Gene expression is to the human body what computer codes are to programs. Genetics and epigenetics are the blueprints that make us who we are. These blueprints are both permanent (DNA) and under a constant state of revision (epigenetics). This genetic dance controls our physical appearance, our personality, our health — and even how long we live. Our DNA’s genes are contained in microscopic double-spiraled threads called chromosomes, and at the tips of these chromosomes are our telomeres — akin to the plastic tips on the ends of our shoelaces. The healthier our lifestyles are, the longer these protective telomeres are. And the more unhealthy we are, the shorter these protective telomeres get. Effectively, by looking at their length they can tell us how much life we have used and how much life remains inside of us.

Dr. Elizabeth Blackburn is the renowned biologist who won the Nobel Prize for her discovery of how the length of these telomeres is regulated. Her groundbreaking research revealed a biological indicator called telomerase, the enzyme that replenishes our telomeres and protects our genetic heritage. It’s Blackburn’s discovery that led to the first genetic indications of a fountain of youth hiding inside our DNA. If you’ve ever wondered why some sixty-year-olds look and feel like forty-year-olds and why some forty-year-olds look and feel like sixty-year-olds, the answer lies in our telomeres.

In her fascinating new book entitled The Telomere Effect: A Revolutionary Approach to Living Younger, Healthier, Longer, Blackburn and co-author Dr. Elissa Epel, take us on a journey into the incredible world of our telomeres and telomerase, showing us the role these DNA tips play in the aging process and how specific lifestyle and psychological habits can protect telomeres, slowing disease and improving life.

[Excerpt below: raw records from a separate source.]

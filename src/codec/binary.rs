// SPDX-License-Identifier: AGPL-3.0-or-later
// Copyright (C) 2012-2025 Andrei Maltsev

use std::{
    any::{Any, TypeId},
    collections::HashMap,
    sync::Arc,
};

use bytes::Bytes;

use crate::{
    chanrpc::{Args, CallSender},
    codec::{CloneMsg, CodecError, Message, MsgHandler, Processor, UserData, dispatch,
            simple_name},
};

// ------------------------
// | tag | binary message |
// ------------------------

type Decode = Box<dyn Fn(&[u8]) -> Result<Box<dyn Any + Send>, CodecError> + Send + Sync>;
type Encode = Box<dyn Fn(&dyn Any) -> Result<Vec<u8>, CodecError> + Send + Sync>;

struct MsgInfo {
    name: &'static str,
    decode: Decode,
    encode: Encode,
    clone_msg: CloneMsg,
    router: Option<CallSender>,
    handler: Option<MsgHandler>,
}

/// Numeric message processor: each message type gets an auto-incrementing
/// 16-bit tag in registration order; the wire format is the 2-byte tag
/// (byte order configurable) followed by the bincode payload.
pub struct BinaryProcessor {
    little_endian: bool,
    entries: Vec<MsgInfo>,
    tags: HashMap<TypeId, u16>,
}

impl Default for BinaryProcessor {
    fn default() -> Self {
        Self::new(false)
    }
}

impl BinaryProcessor {
    pub fn new(little_endian: bool) -> Self {
        Self {
            little_endian,
            entries: Vec::new(),
            tags: HashMap::new(),
        }
    }

    /// Register `M`, assigning it the next tag.
    ///
    /// Panics on duplicates and on tag-space exhaustion: registration is
    /// startup wiring.
    pub fn register<M: Message>(&mut self) {
        let name = simple_name::<M>();
        if self.tags.contains_key(&TypeId::of::<M>()) {
            panic!("message {name} is already registered");
        }
        if self.entries.len() >= u16::MAX as usize {
            panic!("too many binary messages (max = {})", u16::MAX);
        }

        self.tags
            .insert(TypeId::of::<M>(), self.entries.len() as u16);
        self.entries.push(MsgInfo {
            name,
            decode: Box::new(|data| {
                bincode::deserialize::<M>(data)
                    .map(|m| Box::new(m) as Box<dyn Any + Send>)
                    .map_err(|e| CodecError::Malformed(e.to_string()))
            }),
            encode: Box::new(|m| {
                let m = m
                    .downcast_ref::<M>()
                    .ok_or_else(|| CodecError::Malformed("type mismatch".into()))?;
                bincode::serialize(m).map_err(|e| CodecError::Malformed(e.to_string()))
            }),
            clone_msg: Box::new(|m| {
                m.downcast_ref::<M>()
                    .map(|m| Box::new(m.clone()) as Box<dyn Any + Send>)
            }),
            router: None,
            handler: None,
        });
    }

    /// Bind the RPC server that receives routed `M` messages.
    pub fn set_router<M: Message>(&mut self, router: CallSender) {
        self.info_mut::<M>().router = Some(router);
    }

    /// Bind the in-thread handler for `M`.
    pub fn set_handler<M: Message>(&mut self, handler: impl Fn(Args) + Send + Sync + 'static) {
        self.info_mut::<M>().handler = Some(Arc::new(handler));
    }

    /// The tag assigned to `M`, if registered.
    pub fn tag_of<M: 'static>(&self) -> Option<u16> {
        self.tags.get(&TypeId::of::<M>()).copied()
    }

    fn info_mut<M: Message>(&mut self) -> &mut MsgInfo {
        let name = simple_name::<M>();
        let Some(tag) = self.tags.get(&TypeId::of::<M>()) else {
            panic!("message {name} not registered");
        };
        &mut self.entries[*tag as usize]
    }

    fn tag_bytes(&self, tag: u16) -> [u8; 2] {
        if self.little_endian {
            tag.to_le_bytes()
        } else {
            tag.to_be_bytes()
        }
    }
}

impl Processor for BinaryProcessor {
    fn unmarshal(&self, data: &[u8]) -> Result<Box<dyn Any + Send>, CodecError> {
        if data.len() < 2 {
            return Err(CodecError::Malformed("binary data too short".into()));
        }

        let tag = if self.little_endian {
            u16::from_le_bytes([data[0], data[1]])
        } else {
            u16::from_be_bytes([data[0], data[1]])
        };

        let info = self
            .entries
            .get(tag as usize)
            .ok_or(CodecError::UnknownTag(tag))?;
        (info.decode)(&data[2..])
    }

    fn marshal(&self, msg: &dyn Any) -> Result<Vec<Bytes>, CodecError> {
        let tag = *self
            .tags
            .get(&msg.type_id())
            .ok_or_else(|| CodecError::NotRegistered("unknown type".into()))?;
        let info = &self.entries[tag as usize];

        let payload = (info.encode)(msg)?;
        Ok(vec![
            Bytes::copy_from_slice(&self.tag_bytes(tag)),
            Bytes::from(payload),
        ])
    }

    fn route(&self, msg: Box<dyn Any + Send>, user_data: UserData) -> Result<(), CodecError> {
        let tid = (*msg).type_id();
        let tag = *self
            .tags
            .get(&tid)
            .ok_or_else(|| CodecError::NotRegistered("unknown type".into()))?;
        let info = &self.entries[tag as usize];
        dispatch(
            info.name,
            &info.clone_msg,
            info.handler.as_ref(),
            info.router.as_ref(),
            tid,
            msg,
            user_data,
        )
    }
}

One of the most powerful of these habits being meditation, which Blackburn and Epel’s research has proven to have an astonishing ability to safeguard our telomeres. Their studies have proven that chronic stress, depression, and ruminating negative thinking all act together to eat away at the length of telomeres and take years off a human life span. But through mindfulness and meditation this corrosive effect is shut down, effectively adding years to your life.

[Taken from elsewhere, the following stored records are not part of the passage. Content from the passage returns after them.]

//! User entity.

use chrono::{DateTime, Utc};
use serde::{Deserialize, Serialize};

/// A user record from the backing store.
///
/// `name` and `email` are required and bounded by the schema (100 and 200
/// characters respectively). Serde impls exist because user lists cross the
/// remote cache's byte encoding as well as the HTTP response body.
#[derive(Debug, Clone, PartialEq, Eq, Serialize, Deserialize, sqlx::FromRow)]
pub struct User {
    pub id: i64,
    pub name: String,
    pub email: String,
    pub created_at: DateTime<Utc>,
}

impl User {
    pub fn new(id: i64, name: String, email: String, created_at: DateTime<Utc>) -> Self {
        Self {
            id,
            name,
            email,
            created_at,
        }
    }
}
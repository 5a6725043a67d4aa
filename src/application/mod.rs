//! Application layer services implementing business logic.
//!
//! Services consume repository traits and the cache, providing a clean API
//! for HTTP handlers.

pub mod services;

In one of their studies, for example, Blackburn and Epel write: “We review data linking telomere length to cognitive stress and stress arousal and present new data linking cognitive appraisal to telomere length. Given the pattern of associations revealed so far, we propose that some forms of meditation may have salutary effects on telomere length by reducing cognitive stress and stress arousal and increasing positive states of mind and hormonal factors that may promote telomere maintenance. Aspects of this model are currently being tested in ongoing trials of mindfulness meditation.”